# YOUR TASK
In the entries that follow, the line with "Create the app" opens the range and the line with "pub fn navigate(&mut" closes it; repeat that range exactly, both lines included.

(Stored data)

//! Application state for the TUI.

use std::time::{Duration, Instant};

use chrono::NaiveTime;
use tracing::{debug, info};

use crate::cli::args::SettingKey;
use crate::cli::Context;
use crate::core::SystemClock;
use crate::error::CoachError;
use crate::features::session::{
    CuePlayer, Navigation, SafetyNotice, SessionController, SessionEvent, SessionStatus, Silent,
    TerminalBell,
};
use crate::state::{Configuration, MINUTES_OPTIONS};

/// Breath ticker half-cycle.
pub const BREATH_PERIOD: Duration = Duration::from_secs(4);

/// Preferences editable on the settings screen, in display order.
pub const SETTING_FIELDS: [SettingKey; 7] = [
    SettingKey::Goal,
    SettingKey::Minutes,
    SettingKey::Lang,
    SettingKey::Sound,
    SettingKey::Partner,
    SettingKey::Reminder,
    SettingKey::StartSide,
];

/// Reminder times offered when cycling; `None` switches the reminder off.
const REMINDER_PRESETS: [Option<(u32, u32)>; 5] =
    [None, Some((6, 30)), Some((7, 30)), Some((12, 0)), Some((19, 0))];

/// Screens of the app.
#[derive(Debug, Clone, Copy, PartialEq, Eq)]
pub enum Route {
    Home,
    Session,
    Exercises,
    Settings,
    Progress,
}

impl Route {
    /// Routes in tab order.
    pub const ALL: [Self; 5] = [
        Self::Home,
        Self::Session,
        Self::Exercises,
        Self::Settings,
        Self::Progress,
    ];

    /// Translation key for the tab title.
    #[must_use]
    pub const fn title_key(self) -> &'static str {
        match self {
            Self::Home => "nav.home",
            Self::Session => "nav.session",
            Self::Exercises => "nav.exercises",
            Self::Settings => "nav.settings",
            Self::Progress => "nav.progress",
        }
    }

    /// Route bound to a digit key `1`-`5`.
    #[must_use]
    pub fn from_digit(c: char) -> Option<Self> {
        let idx = c.to_digit(10)?.checked_sub(1)?;
        Self::ALL.get(usize::try_from(idx).ok()?).copied()
    }

    /// Position in [`Route::ALL`].
    #[must_use]
    pub fn index(self) -> usize {
        Self::ALL.iter().position(|r| *r == self).unwrap_or(0)
    }
}

/// Application state.
pub struct App<'a> {
    /// Loaded paths, preferences, catalog, and translations.
    pub ctx: &'a mut Context,
    /// Current screen.
    pub route: Route,
    /// Live session, present only while the session screen is shown.
    pub session: Option<SessionController<SystemClock>>,
    /// Safety notice after a back-off, shown until dismissed.
    pub notice: Option<SafetyNotice>,
    /// Selected row on the settings screen.
    pub settings_field: usize,
    /// Waiting for the user to confirm a full reset.
    pub confirm_reset: bool,
    /// Status bar message.
    pub status: Option<String>,
    /// Whether the app should quit.
    pub should_quit: bool,
    breath_started: Instant,
}

impl<'a> App<'a> {
    /// Create the app on `route`.
    pub fn new(ctx: &'a mut Context, route: Route) -> Self {
        let mut app = Self {
            ctx,
            route: Route::Home,
            session: None,
            notice: None,
            settings_field: 0,
            confirm_reset: false,
            status: None,
            should_quit: false,
            breath_started: Instant::now(),
        };
        app.navigate(route);
        if app.ctx.store.recovered_from_corruption() {
            app.status = Some(app.ctx.translator.t("app.stateReset"));
        }
        app
    }

    /// Switch screens. Leaving the session screen tears the session down;
    /// entering it plans a fresh one.
    pub fn navigate(&mut self, route: Route) {
        if route == self.route && (route != Route::Session || self.session.is_some()) {
            return;
        }
        if let Some(mut session) = self.session.take() {
            session.stop();
            debug!("session closed");
        }
        self.notice = None;
        self.confirm_reset = false;
        self.status = None;
        self.route = route;

        if route == Route::Session {
            self.open_session();
        }
    }

    fn open_session(&mut self) {
        let cue: Box<dyn CuePlayer> = if self.ctx.config.session.bell {
            Box::new(TerminalBell)
        } else {
            Box::new(Silent)
        };
        match SessionController::new(
            &self.ctx.catalog,
            self.ctx.store.config(),
            SystemClock,
            cue,
            self.ctx.config.session.poll_interval(),
        ) {
            Ok(session) => {
                self.session = Some(session);
                self.breath_started = Instant::now();
            }
            Err(e) => {
                debug!(error = %e, "session unavailable");
                self.status = Some(self.ctx.translator.t("app.loading"));
            }
        }
    }

    /// How long the event loop may wait for input: until the session's next
    /// tick is due, or one idle poll interval while no clock is running.
    #[must_use]
    pub fn poll_interval(&self) -> Duration {
        let idle = self.ctx.config.session.poll_interval();
        self.session
            .as_ref()
            .and_then(SessionController::until_next_tick)
            .map_or(idle, |wait| wait.min(idle))
    }

    /// Advance the session clock.
    pub fn tick(&mut self) {
        if let Some(SessionEvent::Completed) = self.session.as_mut().and_then(SessionController::tick) {
            self.status = Some(self.ctx.translator.t("session.completed"));
        }
    }

    /// Whether the breath ticker currently reads "inhale".
    #[must_use]
    pub fn breath_in(&self) -> bool {
        let periods = self.breath_started.elapsed().as_millis() / BREATH_PERIOD.as_millis();
        periods % 2 == 0
    }

    /// Start or pause the session.
    pub fn toggle_run_pause(&mut self) {
        if let Some(session) = self.session.as_mut() {
            session.toggle_run_pause();
        }
    }

    /// Move to the next segment.
    pub fn next_segment(&mut self) {
        if let Some(session) = self.session.as_mut() {
            if session.next() == Navigation::Completed {
                self.status = Some(self.ctx.translator.t("session.completed"));
            }
        }
    }

    /// Step back or restart the current segment.
    pub fn previous_segment(&mut self) {
        if let Some(session) = self.session.as_mut() {
            session.back();
        }
    }

    /// Plan the session again from the saved preferences.
    pub fn reset_session(&mut self) {
        let config = self.ctx.store.config().clone();
        if let Some(session) = self.session.as_mut() {
            session.reset(&config);
            self.status = None;
        }
    }

    /// Pause, log a back-off, and show the safety notice.
    ///
    /// # Errors
    ///
    /// Returns an error if the back-off cannot be saved.
    pub fn back_off(&mut self) -> Result<(), CoachError> {
        if let Some(session) = self.session.as_mut() {
            self.notice = session.back_off(&mut self.ctx.store)?;
        }
        Ok(())
    }

    /// Close the safety notice.
    pub fn dismiss_notice(&mut self) {
        self.notice = None;
    }

    /// Whether typed characters go into the session notes.
    #[must_use]
    pub fn editing_notes(&self) -> bool {
        self.session
            .as_ref()
            .is_some_and(|s| s.status() == SessionStatus::Completed && !s.is_saved())
    }

    /// Save the completed session with its notes.
    ///
    /// # Errors
    ///
    /// Returns an error if the log cannot be saved.
    pub fn save_session(&mut self) -> Result<(), CoachError> {
        let Some(session) = self.session.as_mut() else {
            return Ok(());
        };
        if session.save(&mut self.ctx.store)?.is_some() {
            self.status = Some(self.ctx.translator.t("session.saved"));
        }
        Ok(())
    }

    /// Select the previous settings row.
    pub fn select_previous_field(&mut self) {
        self.confirm_reset = false;
        self.settings_field = self
            .settings_field
            .checked_sub(1)
            .unwrap_or(SETTING_FIELDS.len() - 1);
    }

    /// Select the next settings row.
    pub fn select_next_field(&mut self) {
        self.confirm_reset = false;
        self.settings_field = (self.settings_field + 1) % SETTING_FIELDS.len();
    }

    /// Cycle the selected preference to its next value and save it.
    ///
    /// # Errors
    ///
    /// Returns an error if the preferences cannot be saved.
    pub fn cycle_setting(&mut self) -> Result<(), CoachError> {
        let key = SETTING_FIELDS[self.settings_field % SETTING_FIELDS.len()];
        let mut config = self.ctx.store.config().clone();
        cycle(&mut config, key);
        self.ctx.update_state(|state| state.config = config)?;
        self.confirm_reset = false;
        self.status = Some(self.ctx.translator.t("settings.saved"));
        Ok(())
    }

    /// First call asks for confirmation; the second wipes all data.
    ///
    /// # Errors
    ///
    /// Returns an error if the reset cannot be saved.
    pub fn request_reset(&mut self) -> Result<(), CoachError> {
        if !self.confirm_reset {
            self.confirm_reset = true;
            self.status = Some(self.ctx.translator.t("settings.confirmReset"));
            return Ok(());
        }
        self.ctx.reset_state()?;
        self.confirm_reset = false;
        info!("all data reset from the settings screen");
        self.status = Some(self.ctx.translator.t("settings.saved"));
        Ok(())
    }

    /// Abandon a pending reset confirmation.
    pub fn cancel_reset(&mut self) {
        if self.confirm_reset {
            self.confirm_reset = false;
            self.status = None;
        }
    }
}

/// Move one preference to its next value, wrapping around.
fn cycle(config: &mut Configuration, key: SettingKey) {
    match key {
        SettingKey::Goal => config.goal = config.goal.next(),
        SettingKey::Minutes => {
            let idx = MINUTES_OPTIONS
                .iter()
                .position(|m| *m == config.minutes_per_day)
                .map_or(0, |i| (i + 1) % MINUTES_OPTIONS.len());
            config.minutes_per_day = MINUTES_OPTIONS[idx];
        }
        SettingKey::Lang => config.lang = config.lang.toggled(),
        SettingKey::Sound => config.sound = !config.sound,
        SettingKey::Partner => config.partner_mode = !config.partner_mode,
        SettingKey::Reminder => {
            let presets: Vec<Option<NaiveTime>> = REMINDER_PRESETS
                .iter()
                .map(|p| p.and_then(|(h, m)| NaiveTime::from_hms_opt(h, m, 0)))
                .collect();
            let idx = presets
                .iter()
                .position(|p| *p == config.reminder_time)
                .map_or(0, |i| (i + 1) % presets.len());
            config.reminder_time = presets[idx];
        }
        SettingKey::StartSide => config.start_side = config.start_side.opposite(),
    }
}

#[cfg(test)]
mod tests {
    use super::*;
    use crate::state::{Goal, Language, Side};

    #[test]
    fn test_route_from_digit() {
        assert_eq!(Route::from_digit('1'), Some(Route::Home));
        assert_eq!(Route::from_digit('5'), Some(Route::Progress));
        assert_eq!(Route::from_digit('0'), None);
        assert_eq!(Route::from_digit('6'), None);
        assert_eq!(Route::from_digit('x'), None);
    }

    #[test]
    fn test_cycle_wraps() {
        let mut config = Configuration::default();
        cycle(&mut config, SettingKey::Goal);
        assert_eq!(config.goal, Goal::Bridge);

        config.minutes_per_day = 25;
        cycle(&mut config, SettingKey::Minutes);
        assert_eq!(config.minutes_per_day, 10);

        cycle(&mut config, SettingKey::Lang);
        assert_eq!(config.lang, Language::En);

        cycle(&mut config, SettingKey::StartSide);
        assert_eq!(config.start_side, Side::Right);
    }

    #[test]
    fn test_cycle_reminder_presets() {
        let mut config = Configuration::default();
        cycle(&mut config, SettingKey::Reminder);
        assert_eq!(config.reminder_time, NaiveTime::from_hms_opt(6, 30, 0));

        config.reminder_time = NaiveTime::from_hms_opt(19, 0, 0);
        cycle(&mut config, SettingKey::Reminder);
        assert_eq!(config.reminder_time, None);

        config.reminder_time = NaiveTime::from_hms_opt(9, 15, 0);
        cycle(&mut config, SettingKey::Reminder);
        assert_eq!(config.reminder_time, None);
    }
}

# OUTPUT
    /// Create the app on `route`.
    pub fn new(ctx: &'a mut Context, route: Route) -> Self {
        let mut app = Self {
            ctx,
            route: Route::Home,
            session: None,
            notice: None,
            settings_field: 0,
            confirm_reset: false,
            status: None,
            should_quit: false,
            breath_started: Instant::now(),
        };
        app.navigate(route);
        if app.ctx.store.recovered_from_corruption() {
            app.status = Some(app.ctx.translator.t("app.stateReset"));
        }
        app
    }

    /// Switch screens. Leaving the session screen tears the session down;
    /// entering it plans a fresh one.
    pub fn navigate(&mut self, route: Route) {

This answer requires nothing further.